Любезный портье, заглянув в мой паспорт, закричал по-французски:
— Мы счастливы видеть вас в числе наших гостей, мсье Калеф! (Лилла утверждает, что при этих словах я зарделся от удовольствия.)
Не успел я разрешить про себя вопрос, читал ли этот человек мои книги или просто слышал обо мне, как с тем же выражением радостного удивления он обратился к дочери Альбиона — особе лет под шестьдесят, с зубным протезом скверной работы:
— We are very honoured to have you as our guest, miss Jones![175]
(Лилла утверждает, что при этих словах я побледнел от досады.)Козенца — спокойный город, который живет хорошо, ничего не делая. Здесь есть базар, и этого достаточно. По утрам окрестные крестьяне и ремесленники приезжают сюда, преодолев тридцать-сорок километров, чтобы продавать и покупать. Козенца лениво извлекает из этого обмена выгоду. Заглянули в редакцию местной газеты. Делами заправляют два брата. Они совершенно непохожи, но их невозможно отличить друг от друга: глаза — огоньки, хмурые лица, блузы цвета пыли, кругом всякая всячина, как в скобяной лавке. Между ними происходит своеобразный диалог, какого не придумаешь нарочно.
— Джулио, синьор хотел бы узнать, что происходит в Козенце?
— Ты прекрасно знаешь, Марко, что в Козенце ничего не происходит.
Это правда, счастливые люди живут без происшествий.

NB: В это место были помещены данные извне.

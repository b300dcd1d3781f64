use super::AppError;
use crate::config::AppConfig;
use crate::db::models::{ContentItem, ContentSection};
use crate::learn_box::NewItem;
use crate::mind_map::MindMapService;
use crate::AppState;

pub fn list_sections(state: &AppState, query: Option<&str>) -> Vec<ContentSection> {
    match query {
        Some(q) => state.learn_box.search(q),
        None => state.learn_box.sections(),
    }
}

pub fn add_section(state: &AppState, title: &str) -> Result<ContentSection, AppError> {
    Ok(state.learn_box.add_section(title)?)
}

pub fn add_item(
    state: &AppState,
    section_id: &str,
    item: NewItem,
) -> Result<ContentItem, AppError> {
    Ok(state.learn_box.add_item(section_id, item)?)
}

pub fn update_item(
    state: &AppState,
    section_id: &str,
    item_id: &str,
    text: &str,
) -> Result<(), AppError> {
    Ok(state.learn_box.update_text(section_id, item_id, text)?)
}

pub fn delete_item(state: &AppState, section_id: &str, item_id: &str) -> Result<(), AppError> {
    Ok(state.learn_box.delete_item(section_id, item_id)?)
}

pub async fn generate_mind_map(state: &AppState, section_id: &str) -> Result<String, AppError> {
    let config = AppConfig::resolve(&state.db)?;
    let service = MindMapService::new(state.generator(&config));
    Ok(state.learn_box.generate_mind_map(section_id, &service).await?)
}

pub fn clear_mind_map(state: &AppState, section_id: &str) -> Result<(), AppError> {
    Ok(state.learn_box.clear_mind_map(section_id)?)
}
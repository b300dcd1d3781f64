use crate::db::models::{DayOfWeek, Subject, Task, WeeklySchedule};
use crate::db::{KeyValueStore, StoreError, SCHEDULE_KEY, TASKS_KEY};
use crate::store::PersistedValue;
use std::sync::Arc;
use uuid::Uuid;

#[derive(Debug, thiserror::Error)]
pub enum TaskTrackError {
    #[error("task text must not be empty")]
    EmptyTask,
    #[error("subject name must not be empty")]
    EmptySubject,
    #[error("task not found: {0}")]
    UnknownTask(String),
    #[error("subject {subject_id} not found on {day:?}")]
    UnknownSubject { day: DayOfWeek, subject_id: String },
    #[error(transparent)]
    Store(#[from] StoreError),
}

/// To-do list plus the weekly study schedule.
pub struct TaskTrack {
    tasks: PersistedValue<Vec<Task>>,
    schedule: PersistedValue<WeeklySchedule>,
}

impl TaskTrack {
    pub fn open(backend: Arc<dyn KeyValueStore>) -> Self {
        Self {
            tasks: PersistedValue::new(backend.clone(), TASKS_KEY, Vec::new()),
            schedule: PersistedValue::new(backend, SCHEDULE_KEY, WeeklySchedule::default()),
        }
    }

    pub fn tasks(&self) -> Vec<Task> {
        self.tasks.read()
    }

    /// Case-insensitive match on task text.
    pub fn search_tasks(&self, query: &str) -> Vec<Task> {
        let query = query.to_lowercase();
        self.tasks.with(|all| {
            all.iter()
                .filter(|t| t.text.to_lowercase().contains(&query))
                .cloned()
                .collect()
        })
    }

    pub fn add_task(&self, text: &str) -> Result<Task, TaskTrackError> {
        if text.trim().is_empty() {
            return Err(TaskTrackError::EmptyTask);
        }
        let task = Task {
            id: Uuid::new_v4().to_string(),
            text: text.to_string(),
            completed: false,
        };
        self.tasks.update(|all| all.push(task.clone()))?;
        Ok(task)
    }

    /// Flips completion and returns the new state.
    pub fn toggle_task(&self, id: &str) -> Result<bool, TaskTrackError> {
        self.tasks.try_update(|all| {
            let task = all
                .iter_mut()
                .find(|t| t.id == id)
                .ok_or_else(|| TaskTrackError::UnknownTask(id.to_string()))?;
            task.completed = !task.completed;
            Ok(task.completed)
        })
    }

    pub fn delete_task(&self, id: &str) -> Result<(), TaskTrackError> {
        self.tasks.try_update(|all| {
            let before = all.len();
            all.retain(|t| t.id != id);
            if all.len() == before {
                return Err(TaskTrackError::UnknownTask(id.to_string()));
            }
            Ok(())
        })
    }

    pub fn schedule(&self) -> WeeklySchedule {
        self.schedule.read()
    }

    pub fn add_subject(&self, day: DayOfWeek, name: &str) -> Result<Subject, TaskTrackError> {
        let name = name.trim();
        if name.is_empty() {
            return Err(TaskTrackError::EmptySubject);
        }
        let subject = Subject {
            id: Uuid::new_v4().to_string(),
            name: name.to_string(),
        };
        self.schedule
            .update(|week| week.subjects_mut(day).push(subject.clone()))?;
        tracing::debug!(day = day.name(), subject = %subject.name, "subject scheduled");
        Ok(subject)
    }

    pub fn remove_subject(&self, day: DayOfWeek, subject_id: &str) -> Result<(), TaskTrackError> {
        self.schedule.try_update(|week| {
            let subjects = week.subjects_mut(day);
            let before = subjects.len();
            subjects.retain(|s| s.id != subject_id);
            if subjects.len() == before {
                return Err(TaskTrackError::UnknownSubject {
                    day,
                    subject_id: subject_id.to_string(),
                });
            }
            Ok(())
        })
    }
}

Из окна нашего номера на пятом этаже мы можем обозревать весь город. Под нами, на берегах Бузенто, безобразные дощатые лавки — типичный образец временного, ставшего постоянным. Они были построены муниципалитетом в надежде избавиться от черного рынка, процветавшего под открытым небом прямо на тротуаре. Время и изобилие товаров сладили с черным рынком, но уже не было средств разрушить эти лавки. Из каменистого серо-грязного русла реки грузовики вывозят песок, лениво нагружаемый лопатами. Согласно легенде — опять легенда, — перед смертью король вестготов Аларих спрятал сокровища, добытые в 412 году при разграблении Рима, на дне чахлого тинистого потока, с трудом прокладывающего себе путь между камнями. Слишком жарко, чтобы разыскивать этот клад.

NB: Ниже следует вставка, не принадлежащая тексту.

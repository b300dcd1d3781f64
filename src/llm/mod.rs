pub mod gemini;

use crate::db::models::Citation;
use async_trait::async_trait;
use serde::{Deserialize, Serialize};

#[derive(Debug, Serialize, Deserialize, Clone, Copy, PartialEq, Eq)]
#[serde(rename_all = "lowercase")]
pub enum Role {
    User,
    Model,
}

#[derive(Debug, Serialize, Deserialize, Clone, PartialEq, Eq)]
pub enum Part {
    Text(String),
    InlineData { mime_type: String, data: String },
}

#[derive(Debug, Serialize, Deserialize, Clone, PartialEq, Eq)]
pub struct Content {
    pub role: Role,
    pub parts: Vec<Part>,
}

impl Content {
    pub fn user_text(text: impl Into<String>) -> Self {
        Self {
            role: Role::User,
            parts: vec![Part::Text(text.into())],
        }
    }
}

/// Provider-agnostic request: role-tagged part lists plus capability flags.
#[derive(Debug, Serialize, Deserialize, Clone, PartialEq, Eq)]
pub struct GenerateRequest {
    pub contents: Vec<Content>,
    /// Lets the provider consult web search and attach grounding references.
    pub search_grounding: bool,
}

#[derive(Debug, Serialize, Deserialize, Clone, Default, PartialEq, Eq)]
pub struct GenerateResponse {
    pub text: String,
    pub grounding: Vec<Citation>,
}

/// The single remote dependency: one request in, generated text out.
#[async_trait]
pub trait Generator: Send + Sync {
    async fn generate(&self, request: &GenerateRequest) -> Result<GenerateResponse, LlmError>;
}

#[async_trait]
impl<G: Generator + ?Sized> Generator for std::sync::Arc<G> {
    async fn generate(&self, request: &GenerateRequest) -> Result<GenerateResponse, LlmError> {
        (**self).generate(request).await
    }
}

#[derive(Debug, thiserror::Error)]
pub enum LlmError {
    #[error("HTTP error: {0}")]
    Http(#[from] reqwest::Error),
    #[error("API error: {status} - {message}")]
    Api { status: u16, message: String },
    #[error("Parse error: {0}")]
    Parse(String),
    #[error("Gemini API key not configured")]
    MissingApiKey,
    #[error("request timed out after {0} seconds")]
    Timeout(u64),
}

Куда ни глянешь — малюсенькие дворики и переплетение плоских крыш, всеми известными и неизвестными способами сведенных одна с другой над убогими грязными стенами с редкими трогательными пятнами чистоты. Никакого урбанистического кокетства: рядом с заново отделанным, опрятным, красивым, зажиточным palazzo — нищий домишко. На улице нарядные, как для причастия, ребятишки в перчатках и шляпках дерутся с оборвышами. Над шоссе нависают ветхие балконы с великолепными решетками из кованого железа. Завтра и вчера, роскошь и нищета, лучшее и худшее находятся в непосредственной, абсолютной близости.